Exercise directions | Only the lines below from the one containing "let prev_char_boundary = self.content[ ..self.cursor" to the one containing "pub fn cursor_char_pos( &self" should be repeated, both included and unchanged.

(Records contained in a dataset)
______

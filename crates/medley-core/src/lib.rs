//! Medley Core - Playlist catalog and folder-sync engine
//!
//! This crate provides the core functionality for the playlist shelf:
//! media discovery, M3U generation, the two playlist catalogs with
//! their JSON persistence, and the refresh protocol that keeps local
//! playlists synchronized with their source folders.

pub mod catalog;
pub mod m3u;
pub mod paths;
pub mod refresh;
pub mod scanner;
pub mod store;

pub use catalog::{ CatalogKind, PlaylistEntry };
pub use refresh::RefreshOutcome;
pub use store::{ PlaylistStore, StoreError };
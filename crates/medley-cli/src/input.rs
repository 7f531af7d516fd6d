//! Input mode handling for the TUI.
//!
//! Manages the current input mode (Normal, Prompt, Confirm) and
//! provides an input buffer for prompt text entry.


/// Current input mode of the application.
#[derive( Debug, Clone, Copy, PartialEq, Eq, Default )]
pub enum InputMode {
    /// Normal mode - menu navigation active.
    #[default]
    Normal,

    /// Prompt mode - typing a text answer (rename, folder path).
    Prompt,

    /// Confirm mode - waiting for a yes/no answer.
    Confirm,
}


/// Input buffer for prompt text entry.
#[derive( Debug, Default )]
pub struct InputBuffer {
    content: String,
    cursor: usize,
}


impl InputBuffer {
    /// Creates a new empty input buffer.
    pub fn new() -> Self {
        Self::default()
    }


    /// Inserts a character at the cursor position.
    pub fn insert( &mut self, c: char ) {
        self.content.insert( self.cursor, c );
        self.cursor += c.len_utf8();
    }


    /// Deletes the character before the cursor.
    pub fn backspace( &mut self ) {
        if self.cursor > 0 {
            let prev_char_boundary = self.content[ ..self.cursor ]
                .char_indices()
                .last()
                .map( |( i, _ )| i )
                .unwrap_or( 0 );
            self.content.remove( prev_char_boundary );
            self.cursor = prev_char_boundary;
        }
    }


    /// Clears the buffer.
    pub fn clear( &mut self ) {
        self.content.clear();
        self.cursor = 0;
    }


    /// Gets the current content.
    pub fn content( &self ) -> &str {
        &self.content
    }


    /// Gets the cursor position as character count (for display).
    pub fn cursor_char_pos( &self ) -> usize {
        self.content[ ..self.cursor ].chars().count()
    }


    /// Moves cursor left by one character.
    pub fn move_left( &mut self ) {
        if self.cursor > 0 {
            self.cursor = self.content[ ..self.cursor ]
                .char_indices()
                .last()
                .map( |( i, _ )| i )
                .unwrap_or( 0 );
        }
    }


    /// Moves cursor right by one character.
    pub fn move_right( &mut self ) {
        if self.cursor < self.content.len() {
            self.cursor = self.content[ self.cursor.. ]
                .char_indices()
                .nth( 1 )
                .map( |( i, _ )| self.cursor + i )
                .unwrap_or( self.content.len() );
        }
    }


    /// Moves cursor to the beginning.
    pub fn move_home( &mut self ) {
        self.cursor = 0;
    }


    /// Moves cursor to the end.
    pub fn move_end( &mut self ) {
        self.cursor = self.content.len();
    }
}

______

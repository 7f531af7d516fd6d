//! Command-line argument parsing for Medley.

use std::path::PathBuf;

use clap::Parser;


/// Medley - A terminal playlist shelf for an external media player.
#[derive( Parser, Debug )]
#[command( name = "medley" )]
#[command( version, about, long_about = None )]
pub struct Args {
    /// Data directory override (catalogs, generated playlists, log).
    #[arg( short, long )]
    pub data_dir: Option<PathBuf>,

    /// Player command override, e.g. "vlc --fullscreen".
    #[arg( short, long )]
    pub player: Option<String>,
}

______

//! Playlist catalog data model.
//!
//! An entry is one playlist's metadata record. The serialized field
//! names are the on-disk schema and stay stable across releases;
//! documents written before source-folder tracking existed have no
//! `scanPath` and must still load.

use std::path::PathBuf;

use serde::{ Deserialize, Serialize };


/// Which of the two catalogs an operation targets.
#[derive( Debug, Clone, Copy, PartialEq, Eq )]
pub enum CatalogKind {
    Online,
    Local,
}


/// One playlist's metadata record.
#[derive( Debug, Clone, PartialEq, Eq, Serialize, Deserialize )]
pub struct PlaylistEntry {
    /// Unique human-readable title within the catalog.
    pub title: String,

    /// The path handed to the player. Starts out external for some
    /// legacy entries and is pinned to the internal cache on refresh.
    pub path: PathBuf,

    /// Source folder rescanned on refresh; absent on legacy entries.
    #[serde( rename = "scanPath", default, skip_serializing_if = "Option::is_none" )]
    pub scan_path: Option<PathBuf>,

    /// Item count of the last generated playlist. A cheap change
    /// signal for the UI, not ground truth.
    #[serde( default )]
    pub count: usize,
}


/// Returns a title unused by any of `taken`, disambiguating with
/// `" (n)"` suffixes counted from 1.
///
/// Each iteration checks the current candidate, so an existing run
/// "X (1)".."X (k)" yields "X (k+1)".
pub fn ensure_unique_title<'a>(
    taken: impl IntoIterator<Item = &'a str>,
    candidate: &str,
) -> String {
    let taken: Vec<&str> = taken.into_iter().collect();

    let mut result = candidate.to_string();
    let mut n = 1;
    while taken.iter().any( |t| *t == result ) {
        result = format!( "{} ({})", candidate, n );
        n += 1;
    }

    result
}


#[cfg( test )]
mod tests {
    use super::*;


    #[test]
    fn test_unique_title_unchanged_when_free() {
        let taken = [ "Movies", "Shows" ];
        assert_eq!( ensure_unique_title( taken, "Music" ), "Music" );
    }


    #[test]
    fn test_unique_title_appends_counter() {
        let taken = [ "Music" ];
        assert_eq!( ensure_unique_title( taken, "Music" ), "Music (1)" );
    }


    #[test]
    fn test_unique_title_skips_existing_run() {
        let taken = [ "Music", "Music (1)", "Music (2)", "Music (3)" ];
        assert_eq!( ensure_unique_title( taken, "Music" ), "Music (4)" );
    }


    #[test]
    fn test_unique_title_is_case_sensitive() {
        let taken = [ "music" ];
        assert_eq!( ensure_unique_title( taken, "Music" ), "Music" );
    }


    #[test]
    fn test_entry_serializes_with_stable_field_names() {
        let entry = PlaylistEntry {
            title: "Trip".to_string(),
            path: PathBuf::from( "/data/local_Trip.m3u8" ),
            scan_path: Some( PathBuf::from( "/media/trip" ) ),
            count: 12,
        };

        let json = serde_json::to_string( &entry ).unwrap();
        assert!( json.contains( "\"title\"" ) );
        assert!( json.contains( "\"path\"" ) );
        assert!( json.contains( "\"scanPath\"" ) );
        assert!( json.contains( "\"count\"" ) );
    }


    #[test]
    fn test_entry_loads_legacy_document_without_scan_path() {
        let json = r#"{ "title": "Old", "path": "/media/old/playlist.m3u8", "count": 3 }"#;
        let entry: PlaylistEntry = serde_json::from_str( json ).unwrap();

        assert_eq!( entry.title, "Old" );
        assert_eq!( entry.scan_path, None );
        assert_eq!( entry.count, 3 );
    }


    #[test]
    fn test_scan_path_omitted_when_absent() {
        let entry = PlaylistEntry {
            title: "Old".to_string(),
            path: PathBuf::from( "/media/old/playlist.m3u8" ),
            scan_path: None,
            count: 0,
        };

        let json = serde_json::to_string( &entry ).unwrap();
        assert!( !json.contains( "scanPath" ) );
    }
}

______

Problem solution |
            let prev_char_boundary = self.content[ ..self.cursor ]
                .char_indices()
                .last()
                .map( |( i, _ )| i )
                .unwrap_or( 0 );
            self.content.remove( prev_char_boundary );
            self.cursor = prev_char_boundary;
        }
    }


    /// Clears the buffer.
    pub fn clear( &mut self ) {
        self.content.clear();
        self.cursor = 0;
    }


    /// Gets the current content.
    pub fn content( &self ) -> &str {
        &self.content
    }


    /// Gets the cursor position as character count (for display).
    pub fn cursor_char_pos( &self ) -> usize {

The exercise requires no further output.